Have ecologists ever successfully explained deviations from a baseline “null” model?

In an old post I talked about how the falsehood of our models often is a feature, not a bug. One of the many potential uses of false models is as a baseline. You compare the observed data to data predicted by a baseline model that incorporates some factors, processes, or effects known or thought to be important. Any differences imply that there’s something going on in the observed data that isn’t included in your baseline model.* You can then set out to explain those differences.

Ecologists often recommend this approach to one another. For instance (and this is just the first example that occurred to me off the top of my head), one of the arguments for metabolic theory (Brown 2004) is that it provides a baseline model of how metabolic rates and other key parameters scale with body size:

The residual variation can then be measured as departures from these predictions, and the magnitude and direction of these deviations may provide clues to their causes.
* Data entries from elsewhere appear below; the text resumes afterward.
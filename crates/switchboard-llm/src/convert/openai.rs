//! Conversion between canonical types and `OpenAI`-compatible chat completions

use crate::error::LlmError;
use crate::protocol::openai::{OpenAiChatRequest, OpenAiResponse, OpenAiStreamChunk};
use crate::stream::{FrameDecoder, VendorEvent};
use crate::types::{ChatRequest, ChatResponse, Choice, ChoiceMessage, FinishReason, StreamOptions, ToolCall, Usage};

/// Part kinds the chat completions API accepts
pub const ACCEPTED_PARTS: &[&str] = &["text", "image_url", "file"];

/// Which request field carries the output budget
#[derive(Debug, Clone, Copy, PartialEq, Eq)]
pub enum TokenField {
    /// `max_tokens`, understood by every compatible vendor
    MaxTokens,
    /// `max_completion_tokens`, required by newer `OpenAI` models
    MaxCompletionTokens,
}

/// Map an `OpenAI` finish reason onto the canonical set
pub fn finish_reason(reason: &str) -> FinishReason {
    match reason {
        "length" => FinishReason::Length,
        "tool_calls" | "function_call" => FinishReason::ToolCalls,
        "content_filter" => FinishReason::ContentFilter,
        _ => FinishReason::Stop,
    }
}

// -- Request --

/// Build a chat completions request addressed to `vendor_model`
pub fn request(req: &ChatRequest, vendor_model: &str, token_field: TokenField) -> OpenAiChatRequest {
    let budget = super::max_tokens(req, vendor_model);
    let (max_tokens, max_completion_tokens) = match token_field {
        TokenField::MaxTokens => (Some(budget), None),
        TokenField::MaxCompletionTokens => (None, Some(budget)),
    };

    OpenAiChatRequest {
        model: vendor_model.to_owned(),
        messages: req.messages.clone(),
        temperature: req.temperature,
        top_p: req.top_p,
        max_tokens,
        max_completion_tokens,
        stop: req.stop_sequences(),
        frequency_penalty: req.frequency_penalty,
        presence_penalty: req.presence_penalty,
        seed: req.seed,
        user: req.user.clone(),
        tools: req.tools.clone(),
        tool_choice: req.tool_choice.clone(),
        stream: req.stream,
        stream_options: (req.stream && req.include_usage()).then_some(StreamOptions { include_usage: true }),
        extra: req.extra.clone(),
    }
}

// -- Response --

/// Translate a complete chat completions response
pub fn response(resp: OpenAiResponse, requested_model: &str) -> Result<ChatResponse, LlmError> {
    let usage = resp.usage.unwrap_or_default();
    let (prompt, completion) = LlmError::require_usage(usage.prompt_tokens, usage.completion_tokens)?;

    let mut next_call = 0;
    let choices = resp
        .choices
        .into_iter()
        .map(|choice| {
            let tool_calls: Vec<ToolCall> = choice
                .message
                .tool_calls
                .unwrap_or_default()
                .into_iter()
                .map(|mut call| {
                    if call.id.is_empty() {
                        call.id = super::synthesized_call_id(next_call);
                    }
                    next_call += 1;
                    call
                })
                .collect();

            Choice {
                index: choice.index,
                message: ChoiceMessage::assistant(choice.message.content.unwrap_or_default(), tool_calls),
                finish_reason: finish_reason(choice.finish_reason.as_deref().unwrap_or("stop")),
            }
        })
        .collect();

    Ok(ChatResponse {
        id: if resp.id.is_empty() { super::completion_id() } else { resp.id },
        object: ChatResponse::OBJECT.to_owned(),
        created: if resp.created == 0 { crate::types::unix_now() } else { resp.created },
        model: if resp.model.is_empty() {
            requested_model.to_owned()
        } else {
            resp.model
        },
        choices,
        usage: Usage::new(prompt, completion),
    })
}

// -- Stream --

/// Decodes chat completion chunks from any `OpenAI`-compatible vendor
#[derive(Debug, Default)]
pub struct OpenAiDecoder {
    started: bool,
}

impl OpenAiDecoder {
    /// Decoder for a fresh stream
    pub fn new() -> Self {
        Self::default()
    }

    fn convert(&mut self, chunk: OpenAiStreamChunk) -> Vec<VendorEvent> {
        let mut events = Vec::new();

        if !self.started {
            self.started = true;
            events.push(VendorEvent::Started {
                id: chunk.id,
                model: chunk.model,
            });
        }

        let mut finished = Vec::new();
        for choice in chunk.choices {
            let index = choice.index;
            if let Some(text) = choice.delta.content {
                events.push(VendorEvent::Content { index, text });
            }
            for call in choice.delta.tool_calls.into_iter().flatten() {
                events.push(VendorEvent::ToolCall { index, call });
            }
            if let Some(reason) = choice.finish_reason {
                finished.push(VendorEvent::Finished {
                    index,
                    reason: finish_reason(&reason),
                });
            }
        }

        if let Some(usage) = chunk.usage {
            events.push(VendorEvent::Usage {
                prompt_tokens: usage.prompt_tokens,
                completion_tokens: usage.completion_tokens,
            });
        }

        events.extend(finished);
        events
    }
}

impl FrameDecoder for OpenAiDecoder {
    fn decode(&mut self, data: &str) -> Result<Vec<VendorEvent>, LlmError> {
        if let Ok(value) = serde_json::from_str::<serde_json::Value>(data)
            && let Some(error) = value.get("error")
        {
            let message = error
                .get("message")
                .and_then(serde_json::Value::as_str)
                .map_or_else(|| error.to_string(), ToOwned::to_owned);
            return Err(LlmError::upstream(message));
        }

        match serde_json::from_str::<OpenAiStreamChunk>(data) {
            Ok(chunk) => Ok(self.convert(chunk)),
            Err(e) => {
                tracing::debug!(error = %e, data, "skipping unparseable chat completion chunk");
                Ok(Vec::new())
            }
        }
    }
}

#[cfg(test)]
mod tests {
    use serde_json::json;

    use super::*;
    use crate::types::ToolCallDelta;

    fn sample_request() -> ChatRequest {
        serde_json::from_value(json!({
            "model": "groq/llama-3.3-70b-versatile",
            "messages": [
                {"role": "system", "content": "terse"},
                {"role": "user", "content": [{"type": "text", "text": "Hello!"}]}
            ],
            "temperature": 0,
            "stop": "\n\n",
            "stream": true,
            "stream_options": {"include_usage": false}
        }))
        .unwrap()
    }

    #[test]
    fn passes_body_through_with_vendor_model() {
        let req = sample_request();
        let body = serde_json::to_value(request(&req, "llama-3.3-70b-versatile", TokenField::MaxTokens)).unwrap();

        assert_eq!(body["model"], "llama-3.3-70b-versatile");
        assert_eq!(body["messages"][0], json!({"role": "system", "content": "terse"}));
        assert_eq!(body["messages"][1]["content"][0]["text"], "Hello!");
        assert_eq!(body["max_tokens"], 4096);
        assert!(body.get("max_completion_tokens").is_none());
        assert_eq!(body["stop"], json!(["\n\n"]));
        assert!(body.get("stream_options").is_none());
    }

    #[test]
    fn unlisted_fields_reach_the_vendor() {
        let req: ChatRequest = serde_json::from_value(json!({
            "model": "deepseek-chat",
            "messages": [{"role": "user", "content": "json please"}],
            "response_format": {"type": "json_object"},
            "n": 2,
            "logprobs": true
        }))
        .unwrap();

        let body = serde_json::to_value(request(&req, "deepseek-chat", TokenField::MaxTokens)).unwrap();

        assert_eq!(body["response_format"], json!({"type": "json_object"}));
        assert_eq!(body["n"], 2);
        assert_eq!(body["logprobs"], true);
        assert_eq!(body["max_tokens"], 8192);
    }

    #[test]
    fn usage_option_only_when_requested() {
        let mut req = sample_request();
        req.stream_options = Some(StreamOptions { include_usage: true });

        let body = serde_json::to_value(request(&req, "gpt-4o-mini", TokenField::MaxCompletionTokens)).unwrap();
        assert_eq!(body["stream_options"], json!({"include_usage": true}));
        assert_eq!(body["max_completion_tokens"], 16384);
        assert!(body.get("max_tokens").is_none());
    }

    #[test]
    fn response_keeps_vendor_model_and_balances_usage() {
        let resp: OpenAiResponse = serde_json::from_value(json!({
            "id": "chatcmpl-1",
            "object": "chat.completion",
            "created": 1_700_000_000,
            "model": "gpt-4o-mini-2024-07-18",
            "choices": [{"index": 0, "message": {"role": "assistant", "content": "Hi!"}, "finish_reason": "stop"}],
            "usage": {"prompt_tokens": 9, "completion_tokens": 3, "total_tokens": 13}
        }))
        .unwrap();

        let resp = response(resp, "gpt-4o-mini").unwrap();
        assert_eq!(resp.model, "gpt-4o-mini-2024-07-18");
        assert_eq!(resp.content(), Some("Hi!"));
        assert_eq!(resp.usage, Usage::new(9, 3));
        assert_eq!(resp.created, 1_700_000_000);
    }

    #[test]
    fn response_without_usage_fails() {
        let resp: OpenAiResponse = serde_json::from_value(json!({
            "id": "x",
            "model": "m",
            "choices": [{"index": 0, "message": {"content": "Hi"}, "finish_reason": "stop"}],
            "usage": {"prompt_tokens": 9}
        }))
        .unwrap();

        let err = response(resp, "m").unwrap_err();
        assert!(matches!(err, LlmError::MissingUsageFields { fields } if fields == ["completion_tokens"]));
    }

    #[test]
    fn unknown_finish_reason_is_stop() {
        assert_eq!(finish_reason("eos"), FinishReason::Stop);
        assert_eq!(finish_reason("function_call"), FinishReason::ToolCalls);
    }

    #[test]
    fn decodes_chunks_usage_before_finish() {
        let mut decoder = OpenAiDecoder::new();
        let first = decoder
            .decode(r#"{"id":"c1","model":"m1","choices":[{"index":0,"delta":{"role":"assistant","content":"He"}}]}"#)
            .unwrap();
        assert_eq!(
            first,
            vec![
                VendorEvent::Started {
                    id: Some("c1".to_owned()),
                    model: Some("m1".to_owned())
                },
                VendorEvent::Content {
                    index: 0,
                    text: "He".to_owned()
                },
            ]
        );

        let last = decoder
            .decode(
                r#"{"id":"c1","choices":[{"index":0,"delta":{},"finish_reason":"length"}],"usage":{"prompt_tokens":1,"completion_tokens":2}}"#,
            )
            .unwrap();
        assert_eq!(
            last,
            vec![
                VendorEvent::Usage {
                    prompt_tokens: Some(1),
                    completion_tokens: Some(2)
                },
                VendorEvent::Finished {
                    index: 0,
                    reason: FinishReason::Length
                },
            ]
        );
    }

    #[test]
    fn decodes_tool_call_fragments() {
        let mut decoder = OpenAiDecoder::new();
        let events = decoder
            .decode(
                r#"{"choices":[{"index":0,"delta":{"tool_calls":[{"index":0,"id":"call_1","type":"function","function":{"name":"f","arguments":""}}]}}]}"#,
            )
            .unwrap();
        assert_eq!(
            events[1],
            VendorEvent::ToolCall {
                index: 0,
                call: ToolCallDelta::start(0, "call_1", "f")
            }
        );
    }

    #[test]
    fn in_band_error_fails_the_stream() {
        let mut decoder = OpenAiDecoder::new();
        let err = decoder.decode(r#"{"error":{"message":"rate limited"}}"#).unwrap_err();
        assert_eq!(err.to_string(), "rate limited");
    }
}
Other examples abound. One of the original arguments for mid-domain effect models was as a baseline model of the distribution of species richness within bounded domains. Only patterns of species richness that differ from those predicted by a mid-domain effect “null” model require any ecological explanation in terms of environmental gradients, or so it was argued. The same argument has been made for neutral theory–we should use neutral theory predictions as a baseline, and focus on explaining any observed deviations from those predictions. Same for MaxEnt. I’m sure many other examples could be given (please share yours in the comments!)

This approach often gets proposed as a sophisticated improvement on treating baseline models like statistical null hypotheses that the data will either reject or fail to reject. Don’t just set out to reject the null hypothesis, it’s said. Instead, use the “null” model as a baseline and explain deviations of the observed data from that baseline.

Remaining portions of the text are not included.